The road to this overflowing pot of Canadian gold was paved with a costly and therefore somewhat controversial “Own the Podium” funding program for athletes’ development and expenses. But $66 million of taxpayers’ money now seems a small price to pay for a formerly unassuming nation’s long-deferred sporting honor.
Hard on the winged heels of an inebriating Olympics that sought to ennoble the ideal, for two weeks anyway, of a mature global polity, with nation rivaling nation through positive, amicable achievement, there slouched into Canada (amongst other countries) a rough beast that shames the very idea of man as political animal: the annual eight-day immiseration known as Israel Apartheid Week (IAW).
IAW is something like a multi-site Olympiad itself, except that in this cheerless, failure-glorifying anti-Olympiad, the world does not come together. Instead, it is prised apart in a scapegoating orgy of thinly disguised Jew-hatred.

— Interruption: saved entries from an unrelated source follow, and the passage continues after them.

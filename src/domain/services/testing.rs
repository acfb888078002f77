use std::collections::VecDeque;
use std::sync::atomic::AtomicUsize;
use std::sync::atomic::Ordering;
use std::sync::Arc;
use std::sync::Mutex;

use anyhow::anyhow;
use anyhow::bail;
use anyhow::Result;
use async_trait::async_trait;
use tokio::sync::mpsc;
use tokio_util::sync::CancellationToken;

use crate::domain::models::AudioPlayer;
use crate::domain::models::Backend;
use crate::domain::models::CaptureEvent;
use crate::domain::models::ChatReply;
use crate::domain::models::ChatRequest;
use crate::domain::models::Language;
use crate::domain::models::Session;
use crate::domain::models::SessionTranscript;
use crate::domain::models::SpeechCapture;
use crate::domain::models::SpeechSynthesis;
use crate::domain::models::VoiceSettings;

/// Scripted reply backend. Replies are served in order, falling back to an
/// echo. Holding `gate` keeps chat turns in flight.
#[derive(Default)]
pub struct FakeBackend {
    pub replies: Mutex<VecDeque<Result<ChatReply, String>>>,
    pub requests: Mutex<Vec<ChatRequest>>,
    pub speech: Mutex<Option<Result<Vec<u8>, String>>>,
    pub synthesized: Mutex<Vec<(String, Language)>>,
    pub sessions: Mutex<Option<Result<Vec<Session>, String>>>,
    pub transcripts: Mutex<Vec<(String, SessionTranscript)>>,
    pub healthy: Mutex<bool>,
    pub gate: Arc<tokio::sync::Mutex<()>>,
}

impl FakeBackend {
    pub fn with_replies(replies: Vec<Result<ChatReply, String>>) -> FakeBackend {
        let backend = FakeBackend::default();
        *backend.replies.lock().unwrap() = replies.into_iter().collect();
        *backend.healthy.lock().unwrap() = true;
        return backend;
    }

    pub fn requests(&self) -> Vec<ChatRequest> {
        return self.requests.lock().unwrap().clone();
    }
}

pub fn reply(text: &str, session_id: Option<&str>) -> Result<ChatReply, String> {
    return Ok(ChatReply {
        reply: Some(text.to_string()),
        session_id: session_id.map(|e| return e.to_string()),
    });
}

#[async_trait]
impl Backend for FakeBackend {
    #[allow(clippy::implicit_return)]
    async fn health_check(&self) -> Result<()> {
        if *self.healthy.lock().unwrap() {
            return Ok(());
        }
        bail!("Backend is not reachable");
    }

    #[allow(clippy::implicit_return)]
    async fn send_message(&self, request: &ChatRequest) -> Result<ChatReply> {
        self.requests.lock().unwrap().push(request.clone());
        let _gate = self.gate.lock().await;

        let next = self.replies.lock().unwrap().pop_front();
        match next {
            Some(Ok(reply)) => return Ok(reply),
            Some(Err(err)) => return Err(anyhow!(err)),
            None => {
                return Ok(ChatReply {
                    reply: Some(format!("echo: {}", request.message)),
                    session_id: None,
                })
            }
        }
    }

    #[allow(clippy::implicit_return)]
    async fn synthesize(&self, text: &str, language: Language) -> Result<Vec<u8>> {
        self.synthesized
            .lock()
            .unwrap()
            .push((text.to_string(), language));

        let speech = self.speech.lock().unwrap().clone();
        match speech {
            Some(Ok(audio)) => return Ok(audio),
            Some(Err(err)) => return Err(anyhow!(err)),
            None => return Ok(text.as_bytes().to_vec()),
        }
    }

    #[allow(clippy::implicit_return)]
    async fn list_sessions(&self, _user_id: &str) -> Result<Vec<Session>> {
        let sessions = self.sessions.lock().unwrap().clone();
        match sessions {
            Some(Ok(sessions)) => return Ok(sessions),
            Some(Err(err)) => return Err(anyhow!(err)),
            None => return Ok(vec![]),
        }
    }

    #[allow(clippy::implicit_return)]
    async fn load_session(&self, session_id: &str) -> Result<SessionTranscript> {
        let transcripts = self.transcripts.lock().unwrap();
        if let Some((_, transcript)) = transcripts.iter().find(|(id, _)| return id == session_id)
        {
            return Ok(transcript.clone());
        }

        bail!("No session {session_id}");
    }
}

/// Recognizer that records calls and lets the test push events.
#[derive(Clone, Default)]
pub struct FakeCapture {
    pub starts: Arc<AtomicUsize>,
    pub stops: Arc<AtomicUsize>,
    pub locales: Arc<Mutex<Vec<String>>>,
    pub fail_start: bool,
    tx: Arc<Mutex<Option<mpsc::UnboundedSender<CaptureEvent>>>>,
}

impl FakeCapture {
    /// A recognizer whose host refuses to start.
    pub fn failing() -> FakeCapture {
        return FakeCapture {
            fail_start: true,
            ..FakeCapture::default()
        };
    }

    pub fn emit(&self, event: CaptureEvent) {
        if let Some(tx) = self.tx.lock().unwrap().as_ref() {
            tx.send(event).unwrap();
        }
    }

    pub fn start_count(&self) -> usize {
        return self.starts.load(Ordering::SeqCst);
    }

    pub fn stop_count(&self) -> usize {
        return self.stops.load(Ordering::SeqCst);
    }
}

#[async_trait]
impl SpeechCapture for FakeCapture {
    #[allow(clippy::implicit_return)]
    async fn start(&self, locale: &str, tx: mpsc::UnboundedSender<CaptureEvent>) -> Result<()> {
        if self.fail_start {
            bail!("microphone busy");
        }

        self.starts.fetch_add(1, Ordering::SeqCst);
        self.locales.lock().unwrap().push(locale.to_string());
        *self.tx.lock().unwrap() = Some(tx);
        return Ok(());
    }

    #[allow(clippy::implicit_return)]
    async fn stop(&self) -> Result<()> {
        self.stops.fetch_add(1, Ordering::SeqCst);
        return Ok(());
    }
}

/// Shared call log so tests can assert ordering across player and synthesis.
pub type CallLog = Arc<Mutex<Vec<String>>>;

/// Audio player that either fails, finishes at once, or holds until
/// cancelled.
#[derive(Clone, Default)]
pub struct FakePlayer {
    pub log: CallLog,
    pub fail: bool,
    pub hold: bool,
}

#[async_trait]
impl AudioPlayer for FakePlayer {
    #[allow(clippy::implicit_return)]
    async fn play(&self, audio: Vec<u8>, cancel: CancellationToken) -> Result<()> {
        let clip = String::from_utf8_lossy(&audio).to_string();
        self.log.lock().unwrap().push(format!("play {clip}"));
        if self.fail {
            bail!("decoder error");
        }
        if self.hold {
            cancel.cancelled().await;
            self.log.lock().unwrap().push(format!("cancel {clip}"));
        }
        return Ok(());
    }
}

#[derive(Clone, Default)]
pub struct FakeSynthesis {
    pub log: CallLog,
    pub fail: bool,
}

#[async_trait]
impl SpeechSynthesis for FakeSynthesis {
    #[allow(clippy::implicit_return)]
    async fn speak(
        &self,
        text: &str,
        locale: &str,
        _settings: &VoiceSettings,
        _cancel: CancellationToken,
    ) -> Result<()> {
        self.log
            .lock()
            .unwrap()
            .push(format!("synth {locale} {text}"));
        if self.fail {
            bail!("no voices installed");
        }
        return Ok(());
    }
}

On this front, ironically without spending a cent, by dint of political courage and real leadership, Canadian politicians have begun in earnest to take ownership of a long-empty moral podium by addressing the escalating pathology of anti-Semitism fueling IAW and reaffirming Israel’s legitimacy — and more, Israel’s importance to Western interests.

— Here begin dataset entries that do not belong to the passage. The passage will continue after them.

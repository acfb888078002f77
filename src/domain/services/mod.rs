mod assistant;
mod dispatcher;
mod interaction;
mod sessions;
mod speech_output;
mod translations;
mod voice_input;

#[cfg(test)]
pub mod testing;

pub use assistant::*;
pub use dispatcher::*;
pub use interaction::*;
pub use sessions::*;
pub use speech_output::*;
pub use translations::*;
pub use voice_input::*;
#[cfg(test)]
#[path = "error_test.rs"]
mod tests;

use std::fmt;

use thiserror::Error;

/// Host speech-capture error kinds, parsed from the recognizer's error code.
#[derive(Clone, Debug, PartialEq, Eq)]
pub enum CaptureErrorKind {
    NoSpeech,
    PermissionDenied,
    AudioCapture,
    Network,
    Aborted,
    Other(String),
}

impl fmt::Display for CaptureErrorKind {
    fn fmt(&self, f: &mut fmt::Formatter) -> fmt::Result {
        match self {
            CaptureErrorKind::NoSpeech => return write!(f, "no-speech"),
            CaptureErrorKind::PermissionDenied => return write!(f, "permission-denied"),
            CaptureErrorKind::AudioCapture => return write!(f, "audio-capture"),
            CaptureErrorKind::Network => return write!(f, "network"),
            CaptureErrorKind::Aborted => return write!(f, "aborted"),
            CaptureErrorKind::Other(code) => return write!(f, "{code}"),
        }
    }
}

impl CaptureErrorKind {
    pub fn parse(code: &str) -> CaptureErrorKind {
        match code.trim() {
            "no-speech" => return CaptureErrorKind::NoSpeech,
            "not-allowed" | "permission-denied" | "service-not-allowed" => {
                return CaptureErrorKind::PermissionDenied
            }
            "audio-capture" => return CaptureErrorKind::AudioCapture,
            "network" => return CaptureErrorKind::Network,
            "aborted" => return CaptureErrorKind::Aborted,
            other => return CaptureErrorKind::Other(other.to_string()),
        }
    }
}

#[derive(Clone, Debug, PartialEq, Eq, Error)]
pub enum VoiceError {
    #[error("speech capture is not supported on this device")]
    CaptureUnsupported,
    #[error("speech capture failed: {0}")]
    Capture(CaptureErrorKind),
    #[error("playback failed: {0}")]
    Playback(String),
    #[error("dispatch failed: {0}")]
    Dispatch(String),
    #[error("history unavailable: {0}")]
    History(String),
}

Israel Apartheid Week (IAW) has for some years now been a well-oiled engine of hate belching toxic black smoke as it chugs in full-throated spate across a good part of the academic globe. It may have reached a tipping point of its own making in Canada (whose University of Toronto campus “boasts” the dubious distinction of having provided the venue for this continent’s first IAW).
Indications of this tipping point are not making their way to public podiums via the obvious spokespeople: university presidents and their boards of governors. Academics and their administrators — with honorable exceptions — have been traditionally timid about standing up to campus thugs, preferring to hide behind the rubric of academic freedom to allow hate speech, while refusing to exercise their own academic freedom to condemn it. They are almost always behind the curve on standing up to evil (in which regard see University of Oklahoma history professor Stephen Norwood’s 2009 book, a revealing and dispiriting account of American universities’ silence, and worse, during the rise of Nazified Germany: The Third Reich and the Ivory Tower: Complicity and Conflict on American Campuses).
Indeed, a perfect example that brilliantly illuminates university administration pusillanimity in dealing with IAW bullying just occurred at Toronto’s York University, Canada’s most torrid of anti-Zionist and Jew-intimidating hotbeds. York canceled a pro-Israel IAW event, allegedly over “security concerns.” Why? At anti-Israel events, York pays for security since pro-Israel students do not incite violence, so security costs are low. At pro-Israel events, where anti-Israel violence or threat of violence invariably necessitates tough security, costs are higher, and therefore pro-Israel organizers must pay for the necessary additional security. The pro-Israel organizers rightly balked; the event was canceled.
The disparity was brought to public attention in a National Post op-ed by outraged U.S.-based Canadian conservative political pundit David Frum, who deftly deconstructed York’s staggeringly hypocritical double standard. Frum concludes:
Even when public speech is not an issue, Jewish students at York experience ethnically and religiously based intimidation and even violence. On the rare occasions when the university disciplines anyone for such incidents, it takes care always to penalize both the Jewish targets of harassment and the anti-Jewish culprits. The motive again is not fairness, but fear.
Just so. Fear, not justice, drives university administrations, and so these bodies are too often the last place to look for political boldness in dealing with organized bigotry. For too long, indeed, anywhere was the last place to look for political courage in staring down the obscenity of IAW. So it has come as a pleasant surprise to fair-minded Canadians that recently politicians of all stripes have felt emboldened to step up to the radioactive plate of expressed solidarity with Israel and/or expressed disassociation with Israel-haters.